**INSTRUCTIONS TO FOLLOW**
Exactly the lines from the opening of the data through the line containing "is handed to" should be reproduced, please, with nothing added.

**INPUT DATA**
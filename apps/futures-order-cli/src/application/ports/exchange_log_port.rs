//! Exchange Log Port (Driven Port)
//!
//! Every request and response crossing the exchange boundary is handed to
//! this port, along with every failure. The order workflow receives an
//! implementation at construction and never touches a global logger for
//! these records.

use std::fmt;
use std::sync::RwLock;

use serde::Serialize;
use serde_json::Value;

/// Which way a logged body travelled.
#[derive(Debug, Clone, Copy, PartialEq, Eq, Hash, Serialize)]
#[serde(rename_all = "lowercase")]
pub enum Direction {
    /// Sent to the exchange.
    Request,
    /// Received from the exchange.
    Response,
}

impl Direction {
    /// Log tag.
    #[must_use]
    pub const fn as_str(&self) -> &'static str {
        match self {
            Self::Request => "request",
            Self::Response => "response",
        }
    }
}

impl fmt::Display for Direction {
    fn fmt(&self, f: &mut fmt::Formatter<'_>) -> fmt::Result {
        f.write_str(self.as_str())
    }
}

/// Logical exchange endpoint, independent of any URL.
#[derive(Debug, Clone, Copy, PartialEq, Eq, Hash, Serialize)]
pub enum Endpoint {
    /// Instrument catalog.
    #[serde(rename = "exchangeInfo")]
    ExchangeInfo,
    /// Account balances.
    #[serde(rename = "balance")]
    Balance,
    /// Order entry.
    #[serde(rename = "order")]
    Order,
}

impl Endpoint {
    /// Log tag.
    #[must_use]
    pub const fn as_str(&self) -> &'static str {
        match self {
            Self::ExchangeInfo => "exchangeInfo",
            Self::Balance => "balance",
            Self::Order => "order",
        }
    }
}

impl fmt::Display for Endpoint {
    fn fmt(&self, f: &mut fmt::Formatter<'_>) -> fmt::Result {
        f.write_str(self.as_str())
    }
}

/// One body crossing the exchange boundary.
#[derive(Debug, Clone, PartialEq, Serialize)]
pub struct ExchangeLogEntry {
    /// Request or response.
    pub direction: Direction,
    /// Logical endpoint.
    pub endpoint: Endpoint,
    /// Body as JSON. `Null` for bodiless requests.
    pub body: Value,
}

impl ExchangeLogEntry {
    /// Outgoing entry.
    #[must_use]
    pub const fn request(endpoint: Endpoint, body: Value) -> Self {
        Self {
            direction: Direction::Request,
            endpoint,
            body,
        }
    }

    /// Incoming entry.
    #[must_use]
    pub const fn response(endpoint: Endpoint, body: Value) -> Self {
        Self {
            direction: Direction::Response,
            endpoint,
            body,
        }
    }
}

/// Port for recording exchange traffic.
///
/// Recording is synchronous and infallible: a sink that cannot write must
/// not abort the order it is describing.
pub trait ExchangeLogPort: Send + Sync {
    /// Record a request or response body. Informational severity.
    fn record(&self, entry: ExchangeLogEntry);

    /// Record a failed exchange call. Error severity.
    fn record_failure(&self, endpoint: Endpoint, message: &str);
}

/// A recorded failure.
#[derive(Debug, Clone, PartialEq, Eq)]
pub struct ExchangeLogFailure {
    /// Logical endpoint.
    pub endpoint: Endpoint,
    /// Error message.
    pub message: String,
}

/// Exchange log that keeps everything in memory, in arrival order.
#[derive(Debug, Default)]
pub struct InMemoryExchangeLog {
    entries: RwLock<Vec<ExchangeLogEntry>>,
    failures: RwLock<Vec<ExchangeLogFailure>>,
}

impl InMemoryExchangeLog {
    /// Create an empty log.
    #[must_use]
    pub fn new() -> Self {
        Self::default()
    }

    /// Recorded request and response entries.
    #[must_use]
    pub fn entries(&self) -> Vec<ExchangeLogEntry> {
        self.entries
            .read()
            .unwrap_or_else(std::sync::PoisonError::into_inner)
            .clone()
    }

    /// Recorded failures.
    #[must_use]
    pub fn failures(&self) -> Vec<ExchangeLogFailure> {
        self.failures
            .read()
            .unwrap_or_else(std::sync::PoisonError::into_inner)
            .clone()
    }

    /// Entries recorded for one endpoint.
    #[must_use]
    pub fn entries_for(&self, endpoint: Endpoint) -> Vec<ExchangeLogEntry> {
        self.entries()
            .into_iter()
            .filter(|e| e.endpoint == endpoint)
            .collect()
    }
}

impl ExchangeLogPort for InMemoryExchangeLog {
    fn record(&self, entry: ExchangeLogEntry) {
        self.entries
            .write()
            .unwrap_or_else(std::sync::PoisonError::into_inner)
            .push(entry);
    }

    fn record_failure(&self, endpoint: Endpoint, message: &str) {
        self.failures
            .write()
            .unwrap_or_else(std::sync::PoisonError::into_inner)
            .push(ExchangeLogFailure {
                endpoint,
                message: message.to_string(),
            });
    }
}
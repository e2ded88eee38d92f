//! Account balances.

use rust_decimal::Decimal;
use serde::{Deserialize, Serialize};

/// Quote asset the balance guard checks by default.
pub const DEFAULT_QUOTE_ASSET: &str = "USDT";

/// Wallet balance of a single asset.
#[derive(Debug, Clone, PartialEq, Eq, Serialize, Deserialize)]
pub struct AssetBalance {
    /// Asset code, e.g. "USDT".
    pub asset: String,
    /// Wallet balance.
    pub balance: Decimal,
}

impl AssetBalance {
    /// Create a new asset balance.
    #[must_use]
    pub fn new(asset: impl Into<String>, balance: Decimal) -> Self {
        Self {
            asset: asset.into(),
            balance,
        }
    }
}

/// Point-in-time view of every asset balance on the account.
///
/// Built from a single fetch and never refreshed.
#[derive(Debug, Clone, Default, PartialEq, Eq, Serialize, Deserialize)]
#[serde(transparent)]
pub struct BalanceSnapshot {
    balances: Vec<AssetBalance>,
}

impl BalanceSnapshot {
    /// Wrap a fetched balance list.
    #[must_use]
    pub const fn new(balances: Vec<AssetBalance>) -> Self {
        Self { balances }
    }

    /// Balance of `asset`, or zero when the account does not list it.
    ///
    /// Asset codes are compared exactly.
    #[must_use]
    pub fn amount_of(&self, asset: &str) -> Decimal {
        self.balances
            .iter()
            .find(|b| b.asset == asset)
            .map_or(Decimal::ZERO, |b| b.balance)
    }

    /// All balances in exchange order.
    #[must_use]
    pub fn balances(&self) -> &[AssetBalance] {
        &self.balances
    }
}

impl From<Vec<AssetBalance>> for BalanceSnapshot {
    fn from(balances: Vec<AssetBalance>) -> Self {
        Self::new(balances)
    }
}

#[cfg(test)]
mod tests {
    use super::*;
    use rust_decimal_macros::dec;

    #[test]
    fn amount_of_finds_asset() {
        let snapshot = BalanceSnapshot::new(vec![
            AssetBalance::new("BNB", dec!(0.5)),
            AssetBalance::new("USDT", dec!(100.25)),
        ]);
        assert_eq!(snapshot.amount_of("USDT"), dec!(100.25));
    }

    #[test]
    fn amount_of_missing_asset_is_zero() {
        let snapshot = BalanceSnapshot::new(vec![AssetBalance::new("BNB", dec!(0.5))]);
        assert_eq!(snapshot.amount_of("USDT"), Decimal::ZERO);
    }

    #[test]
    fn amount_of_is_case_sensitive() {
        let snapshot = BalanceSnapshot::new(vec![AssetBalance::new("USDT", dec!(10))]);
        assert_eq!(snapshot.amount_of("usdt"), Decimal::ZERO);
    }

    #[test]
    fn amount_of_empty_snapshot_is_zero() {
        assert_eq!(BalanceSnapshot::default().amount_of("USDT"), Decimal::ZERO);
    }
}
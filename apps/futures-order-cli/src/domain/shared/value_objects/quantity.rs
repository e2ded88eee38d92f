//! Quantity value object for order sizes.

use rust_decimal::Decimal;
use serde::{Deserialize, Serialize};
use std::fmt;

use crate::domain::order_entry::ValidationError;

/// A strictly positive order quantity in contracts of the base asset.
///
/// Construction is the only validation point; once built a `Quantity`
/// is always greater than zero.
#[derive(Debug, Clone, Copy, PartialEq, Eq, Hash, PartialOrd, Ord, Serialize, Deserialize)]
#[serde(transparent)]
pub struct Quantity(Decimal);

impl Quantity {
    /// Create a validated Quantity.
    pub fn try_new(amount: Decimal) -> Result<Self, ValidationError> {
        if amount <= Decimal::ZERO {
            return Err(ValidationError::InvalidQuantity { quantity: amount });
        }
        Ok(Self(amount))
    }

    /// Get the inner Decimal value.
    #[must_use]
    pub const fn amount(&self) -> Decimal {
        self.0
    }
}

impl fmt::Display for Quantity {
    fn fmt(&self, f: &mut fmt::Formatter<'_>) -> fmt::Result {
        write!(f, "{}", self.0.normalize())
    }
}
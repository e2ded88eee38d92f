//! Shared Kernel
//!
//! Value objects that every part of the domain speaks in.

pub mod value_objects;

pub use value_objects::{Price, Quantity, Symbol};
// Allow unwrap/expect in tests - tests should panic on unexpected errors
#![cfg_attr(
    test,
    allow(
        clippy::unwrap_used,
        clippy::expect_used,
        clippy::significant_drop_tightening,
        clippy::too_many_lines,
        clippy::needless_pass_by_value,
        clippy::items_after_statements
    )
)]

//! Futures Order CLI - Core Library
//!
//! Validates order parameters, applies a pre-trade balance guard and submits
//! MARKET, LIMIT and STOP-LIMIT orders to Binance USD-M futures.
//!
//! # Architecture (Hexagonal)
//!
//! ## Layers (inside → outside)
//!
//! - **Domain**: Value objects and validation, no I/O
//!   - `order_entry`: order parameters, request building, normalized results
//!   - `account`: balance snapshots
//!   - `market`: instrument catalog
//!
//! - **Application**: Ports and the order workflow
//!   - `ports`: `ExchangePort`, `ExchangeLogPort`
//!   - `use_cases`: `OrderWorkflow`, `BalanceGuard`
//!
//! - **Infrastructure**: Adapters
//!   - `exchange::binance`: signed REST client for the futures API
//!   - `logging`: exchange log backed by `tracing`
//!   - `config`: settings file and environment overrides
//!
//! - **CLI**: the interactive prompt driving one order per run

#![forbid(unsafe_code)]
#![warn(missing_docs)]
#![warn(clippy::pedantic)]

// =============================================================================
// Hexagonal Layers
// =============================================================================

/// Domain layer - Core business logic with no external dependencies.
pub mod domain;

/// Application layer - Use cases and port definitions.
pub mod application;

/// Infrastructure layer - Adapters and external integrations.
pub mod infrastructure;

/// Interactive order entry.
pub mod cli;

/// Global logging setup.
pub mod telemetry;

// =============================================================================
// Re-exports
// =============================================================================

pub use application::ports::{ExchangeError, ExchangeLogPort, ExchangePort, OrderPayload};
pub use application::use_cases::{OrderWorkflow, OrderWorkflowConfig, OrderWorkflowError};
pub use domain::order_entry::{
    OrderParams, OrderRequest, OrderResult, OrderSide, OrderType, ValidationError,
};
pub use infrastructure::exchange::{BinanceConfig, BinanceEnvironment, BinanceFuturesAdapter};
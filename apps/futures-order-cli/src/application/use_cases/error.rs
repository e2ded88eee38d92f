//! Order workflow errors.

use rust_decimal::Decimal;
use thiserror::Error;

use crate::application::ports::ExchangeError;
use crate::domain::order_entry::ValidationError;

/// Anything that can stop an order between raw input and exchange answer.
#[derive(Debug, Clone, PartialEq, Eq, Error)]
pub enum OrderWorkflowError {
    /// Parameters were rejected before any network call.
    #[error("Invalid order: {0}")]
    Validation(#[from] ValidationError),

    /// The pre-trade guard found too little of the quote asset.
    #[error("Insufficient {asset} balance: available {available}, required {required}")]
    InsufficientBalance {
        /// Quote asset checked.
        asset: String,
        /// Balance on the account.
        available: Decimal,
        /// Requested quantity.
        required: Decimal,
    },

    /// The exchange call failed.
    #[error(transparent)]
    Exchange(#[from] ExchangeError),
}
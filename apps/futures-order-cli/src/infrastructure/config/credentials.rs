//! Exchange credentials.

use std::fmt;

/// Binance API credential pair.
///
/// Loaded once at startup and handed to the exchange adapter. `Debug`
/// output never shows either value.
#[derive(Clone, PartialEq, Eq)]
pub struct Credentials {
    api_key: String,
    api_secret: String,
}

impl Credentials {
    /// Create new credentials.
    #[must_use]
    pub const fn new(api_key: String, api_secret: String) -> Self {
        Self {
            api_key,
            api_secret,
        }
    }

    /// Get the API key.
    #[must_use]
    pub fn api_key(&self) -> &str {
        &self.api_key
    }

    /// Get the API secret.
    #[must_use]
    pub fn api_secret(&self) -> &str {
        &self.api_secret
    }
}

impl fmt::Debug for Credentials {
    fn fmt(&self, f: &mut fmt::Formatter<'_>) -> fmt::Result {
        f.debug_struct("Credentials")
            .field("api_key", &"[REDACTED]")
            .field("api_secret", &"[REDACTED]")
            .finish()
    }
}
//! HTTP client wrapper for the Binance futures REST API.
//!
//! One attempt per call. Failures are classified and handed back; there is
//! no retry loop.

use reqwest::{Client, RequestBuilder, Response, StatusCode};
use serde::de::DeserializeOwned;

use super::api_types::BinanceErrorResponse;
use super::config::BinanceConfig;
use super::error::BinanceError;
use super::signer::{API_KEY_HEADER, BinanceSigner, build_query_string};

/// HTTP client for the Binance futures API.
#[derive(Debug, Clone)]
pub struct BinanceHttpClient {
    client: Client,
    signer: BinanceSigner,
    base_url: String,
}

impl BinanceHttpClient {
    /// Create a new HTTP client from config.
    pub fn new(config: &BinanceConfig) -> Result<Self, BinanceError> {
        if config.api_key.is_empty() || config.api_secret.is_empty() {
            return Err(BinanceError::MissingCredentials);
        }

        let client = Client::builder()
            .timeout(config.timeout)
            .build()
            .map_err(|e| BinanceError::Network(e.to_string()))?;

        Ok(Self {
            client,
            signer: BinanceSigner::new(&config.api_key, &config.api_secret),
            base_url: config.base_url().to_string(),
        })
    }

    /// Unsigned GET.
    pub async fn get_public<T: DeserializeOwned>(
        &self,
        path: &str,
        params: &[(String, String)],
    ) -> Result<T, BinanceError> {
        let url = self.url(path, params);
        tracing::debug!(path, "GET (public)");
        self.send(self.client.get(url)).await
    }

    /// Signed GET: timestamp and signature go in the query string.
    pub async fn get_signed<T: DeserializeOwned>(
        &self,
        path: &str,
        params: Vec<(String, String)>,
    ) -> Result<T, BinanceError> {
        let signed = self.sign(params)?;
        let url = self.url(path, &signed);
        tracing::debug!(path, "GET (signed)");
        self.send(
            self.client
                .get(url)
                .header(API_KEY_HEADER, self.signer.api_key()),
        )
        .await
    }

    /// Signed POST: parameters go form-encoded in the body.
    pub async fn post_signed<T: DeserializeOwned>(
        &self,
        path: &str,
        params: Vec<(String, String)>,
    ) -> Result<T, BinanceError> {
        let signed = self.sign(params)?;
        tracing::debug!(path, "POST (signed)");
        self.send(
            self.client
                .post(format!("{}{path}", self.base_url))
                .header(API_KEY_HEADER, self.signer.api_key())
                .header(
                    reqwest::header::CONTENT_TYPE,
                    "application/x-www-form-urlencoded",
                )
                .body(build_query_string(&signed)),
        )
        .await
    }

    fn sign(&self, mut params: Vec<(String, String)>) -> Result<Vec<(String, String)>, BinanceError> {
        self.signer
            .sign(&mut params, chrono::Utc::now().timestamp_millis())?;
        Ok(params)
    }

    fn url(&self, path: &str, params: &[(String, String)]) -> String {
        if params.is_empty() {
            format!("{}{path}", self.base_url)
        } else {
            format!("{}{path}?{}", self.base_url, build_query_string(params))
        }
    }

    async fn send<T: DeserializeOwned>(&self, request: RequestBuilder) -> Result<T, BinanceError> {
        let response = request
            .send()
            .await
            .map_err(|e| BinanceError::Network(e.to_string()))?;
        handle_response(response).await
    }
}

async fn handle_response<T: DeserializeOwned>(response: Response) -> Result<T, BinanceError> {
    let status = response.status();
    let retry_after = response
        .headers()
        .get(reqwest::header::RETRY_AFTER)
        .and_then(|v| v.to_str().ok())
        .and_then(|v| v.parse::<u64>().ok());

    let body = response
        .text()
        .await
        .map_err(|e| BinanceError::Network(e.to_string()))?;

    if status.is_success() {
        return serde_json::from_str(&body).map_err(|e| BinanceError::JsonParse(e.to_string()));
    }

    match categorize_status(status) {
        ErrorCategory::RateLimited => Err(BinanceError::RateLimited {
            retry_after_secs: retry_after,
        }),
        ErrorCategory::Client => match serde_json::from_str::<BinanceErrorResponse>(&body) {
            Ok(err) => Err(BinanceError::Api {
                status: status.as_u16(),
                code: err.code,
                message: err.msg,
            }),
            Err(_) => Err(BinanceError::Http {
                status: status.as_u16(),
                body,
            }),
        },
        ErrorCategory::Server => Err(BinanceError::Http {
            status: status.as_u16(),
            body,
        }),
    }
}

/// Error category for a non-success status.
#[derive(Debug, PartialEq, Eq)]
enum ErrorCategory {
    RateLimited,
    Client,
    Server,
}

/// Categorize a non-success HTTP status.
const fn categorize_status(status: StatusCode) -> ErrorCategory {
    match status.as_u16() {
        429 | 418 => ErrorCategory::RateLimited,
        400..=499 => ErrorCategory::Client,
        _ => ErrorCategory::Server,
    }
}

**OUTPUT FOR THIS EXERCISE**
filename apps/futures-order-cli/src/application/ports/exchange_log_port.rs
//! Exchange Log Port (Driven Port)
//!
//! Every request and response crossing the exchange boundary is handed to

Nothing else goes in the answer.